I can't think of a more tense multiplayer mode — one player starts out as the Alpha Flood, weilding a hand sword, and takes on the rest of the players, who are shotgun-wielding Spartans. Any human killed by a Flood joins their ranks and begins hunting their former teammates. It adds a touch of tragedy — you are now fighting your former friends. When playing Flood mode, I feel like Halo 4 has turned me into some macabre Shakespeare-lookin' character, fighting the people I thought I cared about most. Thanks a lot for making Halo into a goddamn MacBeth allusion, 343 Industries. Now I have to go cry in a graveyard.
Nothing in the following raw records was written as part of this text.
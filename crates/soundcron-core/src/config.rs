use figment::{
    providers::{Env, Format, Toml},
    Figment,
};
use serde::{Deserialize, Serialize};

pub const DEFAULT_POLL_INTERVAL_SECS: u64 = 27;
pub const DEFAULT_LOOKAHEAD_SECS: u64 = 60;
pub const DEFAULT_OCCURRENCES_PER_REFRESH: usize = 5;
pub const DEFAULT_MAX_GUILD_STORAGE_BYTES: i64 = 10 * 1024 * 1024; // 10 MB per guild
pub const DEFAULT_PRELOAD_MARGIN_SECS: u64 = 5;
pub const DEFAULT_SEND_TIMEOUT_SECS: u64 = 60;
pub const DEFAULT_FRAME_BUFFER: usize = 64;
pub const DEFAULT_DRAIN_TIMEOUT_SECS: u64 = 30;
/// Long enough to outlive any occurrence already sitting in the work queue.
pub const DEFAULT_BLACKLIST_TTL_SECS: u64 = 24 * 60 * 60;

pub const DEFAULT_STREAM: &str = "soundcron_jobs";
pub const DEFAULT_GROUP: &str = "soundcron_streaming_group";

/// Top-level config (soundcron.toml + SOUNDCRON_* env overrides).
#[derive(Debug, Clone, Default, Serialize, Deserialize)]
pub struct SoundCronConfig {
    #[serde(default)]
    pub discord: DiscordConfig,
    #[serde(default)]
    pub database: DatabaseConfig,
    #[serde(default)]
    pub redis: RedisConfig,
    #[serde(default)]
    pub blob: BlobConfig,
    #[serde(default)]
    pub scheduler: SchedulerConfig,
    #[serde(default)]
    pub worker: WorkerConfig,
    #[serde(default)]
    pub blacklist: BlacklistConfig,
}

#[derive(Debug, Clone, Default, Serialize, Deserialize)]
pub struct DiscordConfig {
    /// Required by `bot` and `worker`; the dev CLI commands run without it.
    pub bot_token: Option<String>,
    /// Guild the bot was set up for. Informational only.
    pub guild_id: Option<String>,
}

#[derive(Debug, Clone, Serialize, Deserialize)]
pub struct DatabaseConfig {
    #[serde(default = "default_db_path")]
    pub path: String,
}

impl Default for DatabaseConfig {
    fn default() -> Self {
        Self {
            path: default_db_path(),
        }
    }
}

#[derive(Debug, Clone, Serialize, Deserialize)]
pub struct RedisConfig {
    #[serde(default = "default_redis_url")]
    pub url: String,
    #[serde(default = "default_stream")]
    pub stream: String,
    #[serde(default = "default_group")]
    pub group: String,
    /// Max messages fetched per XREADGROUP call.
    #[serde(default = "default_read_count")]
    pub read_count: usize,
}

impl Default for RedisConfig {
    fn default() -> Self {
        Self {
            url: default_redis_url(),
            stream: default_stream(),
            group: default_group(),
            read_count: default_read_count(),
        }
    }
}

/// Where encoded audio lives. Payloads are fetched from `{base_url}/{soundcron_id}`.
#[derive(Debug, Clone, Serialize, Deserialize)]
pub struct BlobConfig {
    #[serde(default = "default_blob_base_url")]
    pub base_url: String,
}

impl Default for BlobConfig {
    fn default() -> Self {
        Self {
            base_url: default_blob_base_url(),
        }
    }
}

#[derive(Debug, Clone, Serialize, Deserialize)]
pub struct SchedulerConfig {
    #[serde(default = "default_poll_interval_secs")]
    pub poll_interval_secs: u64,
    /// How far ahead of "now" a poll cycle claims occurrences.
    #[serde(default = "default_lookahead_secs")]
    pub lookahead_secs: u64,
    /// Size of the occurrence batch inserted on save and on every refresh.
    #[serde(default = "default_occurrences_per_refresh")]
    pub occurrences_per_refresh: usize,
    #[serde(default = "default_max_guild_storage_bytes")]
    pub max_guild_storage_bytes: i64,
}

impl Default for SchedulerConfig {
    fn default() -> Self {
        Self {
            poll_interval_secs: DEFAULT_POLL_INTERVAL_SECS,
            lookahead_secs: DEFAULT_LOOKAHEAD_SECS,
            occurrences_per_refresh: DEFAULT_OCCURRENCES_PER_REFRESH,
            max_guild_storage_bytes: DEFAULT_MAX_GUILD_STORAGE_BYTES,
        }
    }
}

#[derive(Debug, Clone, Serialize, Deserialize)]
pub struct WorkerConfig {
    /// Consumer name inside the consumer group. Defaults to the host name.
    pub consumer: Option<String>,
    #[serde(default = "default_preload_margin_secs")]
    pub preload_margin_secs: u64,
    /// Max wait for the voice transport to accept a single frame.
    #[serde(default = "default_send_timeout_secs")]
    pub send_timeout_secs: u64,
    /// Capacity of the outbound frame channel.
    #[serde(default = "default_frame_buffer")]
    pub frame_buffer: usize,
    /// Max wait for queued frames to finish playing before leaving the channel.
    #[serde(default = "default_drain_timeout_secs")]
    pub drain_timeout_secs: u64,
}

impl Default for WorkerConfig {
    fn default() -> Self {
        Self {
            consumer: None,
            preload_margin_secs: DEFAULT_PRELOAD_MARGIN_SECS,
            send_timeout_secs: DEFAULT_SEND_TIMEOUT_SECS,
            frame_buffer: DEFAULT_FRAME_BUFFER,
            drain_timeout_secs: DEFAULT_DRAIN_TIMEOUT_SECS,
        }
    }
}

#[derive(Debug, Clone, Serialize, Deserialize)]
pub struct BlacklistConfig {
    #[serde(default = "default_blacklist_ttl_secs")]
    pub ttl_secs: u64,
}

impl Default for BlacklistConfig {
    fn default() -> Self {
        Self {
            ttl_secs: DEFAULT_BLACKLIST_TTL_SECS,
        }
    }
}

fn default_db_path() -> String {
    let home = std::env::var("HOME").unwrap_or_else(|_| ".".to_string());
    format!("{}/.soundcron/soundcron.db", home)
}
fn default_redis_url() -> String {
    "redis://127.0.0.1:6379".to_string()
}
fn default_stream() -> String {
    DEFAULT_STREAM.to_string()
}
fn default_group() -> String {
    DEFAULT_GROUP.to_string()
}
fn default_read_count() -> usize {
    100
}
fn default_blob_base_url() -> String {
    "http://127.0.0.1:9000/soundoff/sound-off/dca".to_string()
}
fn default_poll_interval_secs() -> u64 {
    DEFAULT_POLL_INTERVAL_SECS
}
fn default_lookahead_secs() -> u64 {
    DEFAULT_LOOKAHEAD_SECS
}
fn default_occurrences_per_refresh() -> usize {
    DEFAULT_OCCURRENCES_PER_REFRESH
}
fn default_max_guild_storage_bytes() -> i64 {
    DEFAULT_MAX_GUILD_STORAGE_BYTES
}
fn default_preload_margin_secs() -> u64 {
    DEFAULT_PRELOAD_MARGIN_SECS
}
fn default_send_timeout_secs() -> u64 {
    DEFAULT_SEND_TIMEOUT_SECS
}
fn default_frame_buffer() -> usize {
    DEFAULT_FRAME_BUFFER
}
fn default_drain_timeout_secs() -> u64 {
    DEFAULT_DRAIN_TIMEOUT_SECS
}
fn default_blacklist_ttl_secs() -> u64 {
    DEFAULT_BLACKLIST_TTL_SECS
}

impl SoundCronConfig {
    /// Load config from a TOML file with SOUNDCRON_* env var overrides.
    ///
    /// Checks in order:
    ///   1. Explicit path argument
    ///   2. ~/.soundcron/soundcron.toml
    ///
    /// Nested keys use a double underscore, e.g. `SOUNDCRON_DISCORD__BOT_TOKEN`.
    pub fn load(config_path: Option<&str>) -> crate::error::Result<Self> {
        let path = config_path
            .map(String::from)
            .unwrap_or_else(default_config_path);

        Self::from_figment(
            Figment::new()
                .merge(Toml::file(&path))
                .merge(Env::prefixed("SOUNDCRON_").split("__")),
        )
    }

    pub fn from_figment(figment: Figment) -> crate::error::Result<Self> {
        figment
            .extract()
            .map_err(|e| crate::error::CoreError::Config(e.to_string()))
    }

    /// The bot token, or a config error naming the missing key.
    pub fn require_bot_token(&self) -> crate::error::Result<&str> {
        self.discord.bot_token.as_deref().ok_or_else(|| {
            crate::error::CoreError::Config(
                "discord.bot_token is required (SOUNDCRON_DISCORD__BOT_TOKEN)".to_string(),
            )
        })
    }
}

fn default_config_path() -> String {
    let home = std::env::var("HOME").unwrap_or_else(|_| ".".to_string());
    format!("{}/.soundcron/soundcron.toml", home)
}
Free-For-All becomes Regicide
It was fine just throwing a bunch of Spartans into a multiplayer map and watching them kill each other, but now that the free-for-all mode has evolved into Regicide, the players now have a goal — kill the king. As any screenwriter will tell you, things are better when everyone has a goal. Can you imagine a Mario game where instead of looking for the princess he, you know, does whatever? Just has himself a lazy day? I mean, I get it, he's earned it, but I don't want to play it.
It might be the first Halo game presented in color
For me, there's always been a weird cognitive disoonance with the Halo campaigns: I enjoy them, but when playing them I find myself incredibly depressed. Of course, now that I've spent some time in Halo 4's brilliant, vibrant world, the explination is clear — the old Halo environments had maybe two colors in them — gray and slate. So now when I'm using bright orange guns to turn illuminated blue monsters to dust in a lush, green jungle, the only thing I have to blame for my unspeakable depression is my poor diet and the way my father treated me when I was a kid.
The multiplayer announcer has a whole new sense of urgency
The Halo multiplayer announcer — who you'll remember screaming "LOST the lead. Tied the leader. Gainedthelead. LOST the lead" — mixed a Five Hour Energy in with his coffee before he recorded his lines for Halo 4. There's an agressiveness to his voice that made me tangibly upset when I was told, nay, scolded, for not protecting my flag.
The only bad part about the announcer in this game is that he seems to not have anything new to yell when you go on a kill streak besides the familiar "KILLamonjaro" and "KILLionaire". I guess we'll have to wait for Halo 5 to hear him yell "upKILL battle", "Is man governed by destiny or does he have free KILL", and "KILL and KILLary Clinton".